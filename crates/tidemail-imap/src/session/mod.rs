//! The command/response engine.
//!
//! A [`Session`] owns one [`Transport`] and runs one tagged command at a
//! time: write `TAG COMMAND`, collect untagged lines until `TAG OK|NO|BAD`,
//! then hand the lines to the command's parser. Every command method takes
//! `&mut self`, so a second command cannot start while one is in flight.
//!
//! ```text
//! Idle ─ send ─→ CommandSent ─→ ReadingUntagged* ─→ Terminated(OK|NO|BAD) ─→ Idle
//! ```

#![allow(clippy::missing_errors_doc)]

mod auth;
mod mailbox;
mod message;

use tracing::{debug, info, trace};

use crate::command::{Command, TagGenerator};
use crate::connection::{Config, FramedTransport, ImapStream, MAX_LITERAL_SIZE, Transport};
use crate::parser::response::{
    self, Completion, Status, is_ready_greeting, is_tagged_completion, line_text,
    literal_length, parse_completion,
};
use crate::{Error, Result};

/// Untagged lines and completion text of a command that ended in OK.
#[derive(Debug, Default)]
pub(crate) struct Response {
    /// Logical lines, literals spliced in.
    pub lines: Vec<Vec<u8>>,
    /// Text of the tagged OK line.
    pub text: String,
}

/// An IMAP session over a transport.
pub struct Session<T> {
    transport: T,
    tags: TagGenerator,
    last_tag: Option<String>,
    last_error: String,
}

impl<T> std::fmt::Debug for Session<T> {
    fn fmt(&self, f: &mut std::fmt::Formatter<'_>) -> std::fmt::Result {
        f.debug_struct("Session")
            .field("tags", &self.tags)
            .field("last_tag", &self.last_tag)
            .field("last_error", &self.last_error)
            .finish_non_exhaustive()
    }
}

impl Session<FramedTransport<ImapStream>> {
    /// Connects to the server in `config` and reads its greeting.
    pub async fn connect(config: &Config) -> Result<Self> {
        let stream = crate::connection::connect(config).await?;
        let transport = FramedTransport::with_config(stream, config);
        let mut session = Self::with_tags(transport, TagGenerator::new(config.tag_prefix.clone()));
        session.read_greeting().await?;
        info!(host = %config.host, port = config.port, "connected");
        Ok(session)
    }
}

impl<T: Transport> Session<T> {
    /// Wraps a transport whose greeting has already been consumed.
    pub fn new(transport: T) -> Self {
        Self::with_tags(transport, TagGenerator::default())
    }

    /// Wraps a transport using the given tag generator.
    pub const fn with_tags(transport: T, tags: TagGenerator) -> Self {
        Self {
            transport,
            tags,
            last_tag: None,
            last_error: String::new(),
        }
    }

    /// Wraps a freshly opened transport and reads the server greeting.
    pub async fn from_transport(transport: T) -> Result<Self> {
        let mut session = Self::new(transport);
        session.read_greeting().await?;
        Ok(session)
    }

    /// Reads the `* OK` / `* PREAUTH` greeting.
    async fn read_greeting(&mut self) -> Result<()> {
        let result = match self.read_response().await {
            Ok(line) if is_ready_greeting(&line) => Ok(()),
            Ok(line) => Err(Error::Protocol(format!(
                "unexpected greeting: {}",
                line_text(&line)
            ))),
            Err(error) => Err(error),
        };
        self.record(result)
    }

    /// Tag of the most recently sent command.
    #[must_use]
    pub fn last_tag(&self) -> Option<&str> {
        self.last_tag.as_deref()
    }

    /// Last protocol error text, or the transport's error text if no
    /// protocol error was recorded.
    #[must_use]
    pub fn error_string(&self) -> &str {
        if self.last_error.is_empty() {
            self.transport.error_string()
        } else {
            &self.last_error
        }
    }

    /// Returns true while the transport is usable.
    #[must_use]
    pub fn is_connected(&self) -> bool {
        self.transport.is_connected()
    }

    /// Closes the transport without sending LOGOUT.
    pub async fn disconnect(&mut self) {
        self.transport.disconnect().await;
    }

    /// Borrows the transport.
    #[must_use]
    pub const fn transport(&self) -> &T {
        &self.transport
    }

    /// Sends CAPABILITY and returns the advertised capability names.
    pub async fn capability(&mut self) -> Result<Vec<String>> {
        let response = self.execute(&Command::Capability).await?;
        Ok(response
            .lines
            .iter()
            .filter_map(|line| response::parse_capability(line))
            .flatten()
            .collect())
    }

    /// Sends LOGOUT and closes the transport.
    pub async fn logout(&mut self) -> Result<()> {
        let result = self.execute(&Command::Logout).await.map(drop);
        self.transport.disconnect().await;
        info!("logged out");
        result
    }

    /// Sends EXPUNGE and returns the expunged sequence numbers in server
    /// order.
    pub async fn expunge(&mut self) -> Result<Vec<u32>> {
        let response = self.execute(&Command::Expunge).await?;
        Ok(response
            .lines
            .iter()
            .filter_map(|line| response::parse_expunge(line))
            .collect())
    }

    /// Runs one command to completion, requiring an OK.
    ///
    /// Failures are recorded for [`Session::error_string`].
    pub(crate) async fn execute(&mut self, command: &Command) -> Result<Response> {
        let result = self.run(command).await;
        self.record(result)
    }

    async fn run(&mut self, command: &Command) -> Result<Response> {
        let tag = self.send_command(command).await?;
        let (lines, completion) = self.read_until_tagged(&tag).await?;
        let text = check(completion)?;
        Ok(Response { lines, text })
    }

    /// Writes `TAG COMMAND\r\n` and returns the tag.
    ///
    /// A command whose arguments fail [`Command::validate`] is not written
    /// and consumes no tag.
    pub(crate) async fn send_command(&mut self, command: &Command) -> Result<String> {
        command.validate()?;
        let tag = self.tags.next();
        debug!(tag = %tag, command = command.name(), "sending command");
        self.transport.write(&command.serialize(&tag)).await?;
        self.last_tag = Some(tag.clone());
        Ok(tag)
    }

    /// Writes one continuation line. The payload is never logged.
    pub(crate) async fn send_data_line(&mut self, data: &str) -> Result<()> {
        debug!(bytes = data.len(), "sending continuation data");
        let mut line = Vec::with_capacity(data.len() + 2);
        line.extend_from_slice(data.as_bytes());
        line.extend_from_slice(b"\r\n");
        self.transport.write(&line).await
    }

    /// Reads one logical line, splicing in every `{N}` literal it announces.
    ///
    /// Literal bytes arrive as ordinary lines; they are counted off against
    /// the announced length so a line ending inside a literal is never taken
    /// for the end of the response.
    pub(crate) async fn read_response(&mut self) -> Result<Vec<u8>> {
        let mut response = Vec::new();
        let mut pending = 0usize;

        loop {
            let line = self.transport.read_line().await?;
            trace!(line = %String::from_utf8_lossy(&line).trim_end(), "received");
            response.extend_from_slice(&line);

            if pending >= line.len() {
                pending -= line.len();
                continue;
            }

            match literal_length(&line[pending..]) {
                Some(length) if length > MAX_LITERAL_SIZE => {
                    return Err(Error::Protocol(format!(
                        "literal too large: {length} bytes (max {MAX_LITERAL_SIZE})"
                    )));
                }
                Some(length) => pending = length,
                None => return Ok(response),
            }
        }
    }

    /// Collects logical lines until the completion for `tag`.
    ///
    /// A completion carrying a different tag ends the command with
    /// [`Error::Protocol`] instead of waiting for a line that will not come.
    pub(crate) async fn read_until_tagged(
        &mut self,
        tag: &str,
    ) -> Result<(Vec<Vec<u8>>, Completion)> {
        let mut lines = Vec::new();

        loop {
            let line = self.read_response().await?;
            if let Some(completion) = parse_completion(&line, tag) {
                debug!(tag, status = ?completion.status, "command completed");
                return Ok((lines, completion));
            }
            if is_tagged_completion(&line) {
                return Err(Error::Protocol(format!(
                    "unexpected tagged response: {}",
                    line_text(&line)
                )));
            }
            lines.push(line);
        }
    }

    /// Reads to the completion for `tag` and requires an OK.
    pub(crate) async fn finish(&mut self, tag: &str) -> Result<Response> {
        let (lines, completion) = self.read_until_tagged(tag).await?;
        let text = check(completion)?;
        Ok(Response { lines, text })
    }

    /// Records a failed result for [`Session::error_string`].
    ///
    /// Transport failures clear the protocol error so the transport's own
    /// text is reported.
    pub(crate) fn record<R>(&mut self, result: Result<R>) -> Result<R> {
        if let Err(error) = &result {
            if error.is_transport() {
                self.last_error.clear();
            } else {
                self.last_error = match error {
                    Error::No(text) | Error::Bad(text) | Error::Auth(text) => text.clone(),
                    other => other.to_string(),
                };
            }
            debug!(%error, "command failed");
        }
        result
    }
}

/// Maps a completion to its text, or to [`Error::No`]/[`Error::Bad`].
fn check(completion: Completion) -> Result<String> {
    match completion.status {
        Status::Ok => Ok(completion.text),
        Status::No => Err(Error::No(completion.text)),
        Status::Bad => Err(Error::Bad(completion.text)),
    }
}

#[cfg(test)]
#[allow(
    clippy::unwrap_used,
    clippy::redundant_clone,
    clippy::manual_string_new,
    clippy::needless_collect,
    clippy::unreadable_literal,
    clippy::used_underscore_items,
    clippy::similar_names
)]
mod tests {
    use super::*;
    use tokio_test::io::Builder;

    fn session(mock: tokio_test::io::Mock) -> Session<FramedTransport<tokio_test::io::Mock>> {
        Session::with_tags(FramedTransport::new(mock), TagGenerator::new("A"))
    }

    #[tokio::test]
    async fn test_greeting() {
        let mock = Builder::new().read(b"* OK IMAP4rev1 ready\r\n").build();
        let session = Session::from_transport(FramedTransport::new(mock)).await.unwrap();
        assert!(session.is_connected());
        assert!(session.last_tag().is_none());
    }

    #[tokio::test]
    async fn test_bad_greeting() {
        let mock = Builder::new().read(b"* BYE busy\r\n").build();
        let error = Session::from_transport(FramedTransport::new(mock)).await.unwrap_err();
        assert!(matches!(error, Error::Protocol(_)));
    }

    #[tokio::test]
    async fn test_read_response_splices_literal() {
        let mock = Builder::new()
            .read(b"* 1 FETCH (BODY[1] {12}\r\n")
            .read(b"line1\r\nA0 OK")
            .read(b")\r\n")
            .build();
        let mut session = session(mock);

        let line = session.read_response().await.unwrap();
        assert_eq!(line, b"* 1 FETCH (BODY[1] {12}\r\nline1\r\nA0 OK)\r\n");
    }

    #[tokio::test]
    async fn test_read_response_two_literals() {
        let mock = Builder::new()
            .read(b"* 2 FETCH (A {2}\r\nxy B {3}\r\n")
            .read(b"a\r\n C)\r\n")
            .build();
        let mut session = session(mock);

        let line = session.read_response().await.unwrap();
        assert_eq!(line, b"* 2 FETCH (A {2}\r\nxy B {3}\r\na\r\n C)\r\n");
    }

    #[tokio::test]
    async fn test_literal_too_large() {
        let header = format!("* 1 FETCH (BODY {{{}}}\r\n", MAX_LITERAL_SIZE + 1);
        let mock = Builder::new().read(header.as_bytes()).build();
        let mut session = session(mock);

        let error = session.read_response().await.unwrap_err();
        assert!(error.to_string().contains("literal too large"));
    }

    #[tokio::test]
    async fn test_capability() {
        let mock = Builder::new()
            .write(b"A0000 CAPABILITY\r\n")
            .read(b"* CAPABILITY IMAP4rev1 AUTH=PLAIN\r\n")
            .read(b"A0000 OK done\r\n")
            .build();
        let mut session = session(mock);

        let caps = session.capability().await.unwrap();
        assert_eq!(caps, vec!["IMAP4rev1", "AUTH=PLAIN"]);
        assert_eq!(session.last_tag(), Some("A0000"));
    }

    #[tokio::test]
    async fn test_no_records_error_text() {
        let mock = Builder::new()
            .write(b"A0000 EXPUNGE\r\n")
            .read(b"A0000 NO [READ-ONLY] mailbox is read-only\r\n")
            .build();
        let mut session = session(mock);

        let error = session.expunge().await.unwrap_err();
        assert!(matches!(error, Error::No(_)));
        assert_eq!(session.error_string(), "[READ-ONLY] mailbox is read-only");
    }

    #[tokio::test]
    async fn test_foreign_tag_fails_command() {
        let mock = Builder::new()
            .write(b"A0000 EXPUNGE\r\n")
            .read(b"* 3 EXPUNGE\r\n")
            .read(b"Z9 OK stale\r\n")
            .build();
        let mut session = session(mock);

        let error = session.expunge().await.unwrap_err();
        assert!(matches!(error, Error::Protocol(_)));
        assert!(session.error_string().contains("Z9 OK stale"));
    }

    #[tokio::test]
    async fn test_expunge_ids() {
        let mock = Builder::new()
            .write(b"A0000 EXPUNGE\r\n")
            .read(b"* 3 EXPUNGE\r\n* 3 EXPUNGE\r\n* 5 EXPUNGE\r\n")
            .read(b"A0000 OK EXPUNGE completed\r\n")
            .build();
        let mut session = session(mock);

        assert_eq!(session.expunge().await.unwrap(), vec![3, 3, 5]);
    }

    #[tokio::test]
    async fn test_transport_error_reported() {
        let mock = Builder::new().write(b"A0000 CAPABILITY\r\n").build();
        let mut session = session(mock);

        let error = session.capability().await.unwrap_err();
        assert!(matches!(error, Error::Closed));
        assert_eq!(session.error_string(), "Connection closed");
        assert!(!session.is_connected());
    }

    #[tokio::test]
    async fn test_line_break_in_argument_is_not_sent() {
        let mock = Builder::new().build();
        let mut session = session(mock);

        let error = session.create_mailbox("Work\r\nA9 DELETE INBOX").await.unwrap_err();
        assert!(matches!(error, Error::InvalidArgument(_)));
        assert!(session.last_tag().is_none());
        assert_eq!(
            session.error_string(),
            "Invalid argument: CREATE argument contains CR, LF or NUL"
        );
        assert!(session.is_connected());
    }

    #[tokio::test]
    async fn test_logout_disconnects() {
        let mock = Builder::new()
            .write(b"A0000 LOGOUT\r\n")
            .read(b"* BYE see you\r\nA0000 OK LOGOUT completed\r\n")
            .build();
        let mut session = session(mock);

        session.logout().await.unwrap();
        assert!(!session.is_connected());
    }
}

**Your goal**
The first line of the listing above through the line containing "pub async fn connect(config: &Config)": print exactly that, both ends included.

**Completed exercise**
filename crates/tidemail-imap/src/session/mod.rs
//! The command/response engine.
//!
//! A [`Session`] owns one [`Transport`] and runs one tagged command at a
//! time: write `TAG COMMAND`, collect untagged lines until `TAG OK|NO|BAD`,
//! then hand the lines to the command's parser. Every command method takes
//! `&mut self`, so a second command cannot start while one is in flight.
//!
//! ```text
//! Idle ─ send ─→ CommandSent ─→ ReadingUntagged* ─→ Terminated(OK|NO|BAD) ─→ Idle
//! ```

#![allow(clippy::missing_errors_doc)]

mod auth;
mod mailbox;
mod message;

use tracing::{debug, info, trace};

use crate::command::{Command, TagGenerator};
use crate::connection::{Config, FramedTransport, ImapStream, MAX_LITERAL_SIZE, Transport};
use crate::parser::response::{
    self, Completion, Status, is_ready_greeting, is_tagged_completion, line_text,
    literal_length, parse_completion,
};
use crate::{Error, Result};

/// Untagged lines and completion text of a command that ended in OK.
#[derive(Debug, Default)]
pub(crate) struct Response {
    /// Logical lines, literals spliced in.
    pub lines: Vec<Vec<u8>>,
    /// Text of the tagged OK line.
    pub text: String,
}

/// An IMAP session over a transport.
pub struct Session<T> {
    transport: T,
    tags: TagGenerator,
    last_tag: Option<String>,
    last_error: String,
}

impl<T> std::fmt::Debug for Session<T> {
    fn fmt(&self, f: &mut std::fmt::Formatter<'_>) -> std::fmt::Result {
        f.debug_struct("Session")
            .field("tags", &self.tags)
            .field("last_tag", &self.last_tag)
            .field("last_error", &self.last_error)
            .finish_non_exhaustive()
    }
}

impl Session<FramedTransport<ImapStream>> {
    /// Connects to the server in `config` and reads its greeting.
    pub async fn connect(config: &Config) -> Result<Self> {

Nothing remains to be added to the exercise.